- _Task brief_
Looking at the entries, how many lines hold the word "super"? State the number by itself.
=== Begin Enclosure ===
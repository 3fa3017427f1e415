//! Machine-readable run summary.
//!
//! Prints one pretty-printed JSON document when the stream finishes:
//!
//! ```json
//! {
//!   "coverage": [{ "package": "example.com/pkg", "coverage": 83.5 }],
//!   "tests": [{ "name": "TestSum", "package": "example.com/pkg", "status": "pass", ... }],
//!   "benchmarks": [],
//!   "elapsed": 1.25
//! }
//! ```
//!
//! Diagnostic lines go to stderr so stdout stays valid JSON.

use std::io::{self, Write};
use std::sync::{Mutex, PoisonError};

use async_trait::async_trait;
use serde::Serialize;

use super::{Reporter, StreamLine, StreamReport};
use crate::aggregation::Aggregation;
use crate::model::{BenchmarkRecord, CoverageRecord, TestRecord};

#[derive(Debug, Serialize)]
pub struct JsonReport<'a> {
    /// Packages below the coverage threshold.
    pub coverage: Vec<&'a CoverageRecord>,

    /// Tests sorted by package, then name.
    pub tests: Vec<&'a TestRecord>,

    pub benchmarks: Vec<&'a BenchmarkRecord>,

    /// Seconds.
    pub elapsed: f64,
}

impl<'a> JsonReport<'a> {
    pub fn new(aggregation: &'a Aggregation) -> Self {
        Self {
            coverage: aggregation.coverages(),
            tests: aggregation.tests(),
            benchmarks: aggregation.benchmarks(),
            elapsed: aggregation.elapsed().as_secs_f64(),
        }
    }
}

pub struct JsonReporter<W = io::Stdout> {
    out: Mutex<W>,
}

impl JsonReporter<io::Stdout> {
    pub fn stdout() -> Self {
        Self::new(io::stdout())
    }
}

impl<W: Write + Send> JsonReporter<W> {
    pub fn new(out: W) -> Self {
        Self {
            out: Mutex::new(out),
        }
    }

    pub fn into_inner(self) -> W {
        self.out.into_inner().unwrap_or_else(PoisonError::into_inner)
    }
}

#[async_trait]
impl<W: Write + Send> Reporter for JsonReporter<W> {
    async fn on_line(&self, line: StreamLine<'_>) {
        if let StreamLine::Diagnostic(text) = line {
            eprintln!("{}", text);
        }
    }

    async fn on_test_finished(&self, _test: &TestRecord) {}

    async fn on_stream_finished(&self, report: &StreamReport<'_>) {
        let document = JsonReport::new(report.aggregation);
        let mut out = self.out.lock().unwrap_or_else(PoisonError::into_inner);

        let written = serde_json::to_writer_pretty(&mut *out, &document)
            .map_err(io::Error::from)
            .and_then(|()| writeln!(out))
            .and_then(|()| out.flush());

        if let Err(e) = written {
            tracing::error!("Failed to write JSON report: {}", e);
        }
    }
}

#[cfg(test)]
mod tests {
    use super::*;
    use crate::model::TestStatus;
    use chrono::{TimeZone, Utc};
    use std::time::Duration;

    #[tokio::test]
    async fn test_json_document() {
        let mut agg = Aggregation::default();
        agg.started_at = Utc.timestamp_opt(1_700_000_000, 0).single();
        agg.ended_at = Utc.timestamp_opt(1_700_000_002, 500_000_000).single();

        let mut test = TestRecord::new("example.com/pkg", "TestSum", None);
        test.status = TestStatus::Fail;
        test.elapsed = Duration::from_millis(250);
        test.error_trace = Some("sum_test.go:12".to_string());
        agg.tests.insert(test.key.clone(), test);
        agg.coverage.insert(
            "example.com/pkg".to_string(),
            CoverageRecord {
                package: "example.com/pkg".to_string(),
                coverage: 83.5,
            },
        );

        let reporter = JsonReporter::new(Vec::new());
        reporter.on_stream_finished(&StreamReport::new(&agg)).await;

        let text = String::from_utf8(reporter.into_inner()).unwrap();
        let json: serde_json::Value = serde_json::from_str(&text).unwrap();

        assert_eq!(json["elapsed"], 2.5);
        assert_eq!(json["coverage"][0]["coverage"], 83.5);
        assert_eq!(json["tests"][0]["name"], "TestSum");
        assert_eq!(json["tests"][0]["readable_name"], "Sum");
        assert_eq!(json["tests"][0]["status"], "fail");
        assert_eq!(json["tests"][0]["elapsed"], 0.25);
        assert_eq!(json["tests"][0]["error_trace"], "sum_test.go:12");
        assert_eq!(json["benchmarks"], serde_json::json!([]));
    }

    #[tokio::test]
    async fn test_fully_covered_packages_are_omitted() {
        let mut agg = Aggregation::default();
        agg.coverage.insert(
            "p".to_string(),
            CoverageRecord {
                package: "p".to_string(),
                coverage: 100.0,
            },
        );

        let reporter = JsonReporter::new(Vec::new());
        reporter.on_stream_finished(&StreamReport::new(&agg)).await;

        let json: serde_json::Value = serde_json::from_slice(&reporter.into_inner()).unwrap();
        assert_eq!(json["coverage"], serde_json::json!([]));
        assert_eq!(json["elapsed"], 0.0);
    }
}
=== End Enclosure ===
- _Written reply_
2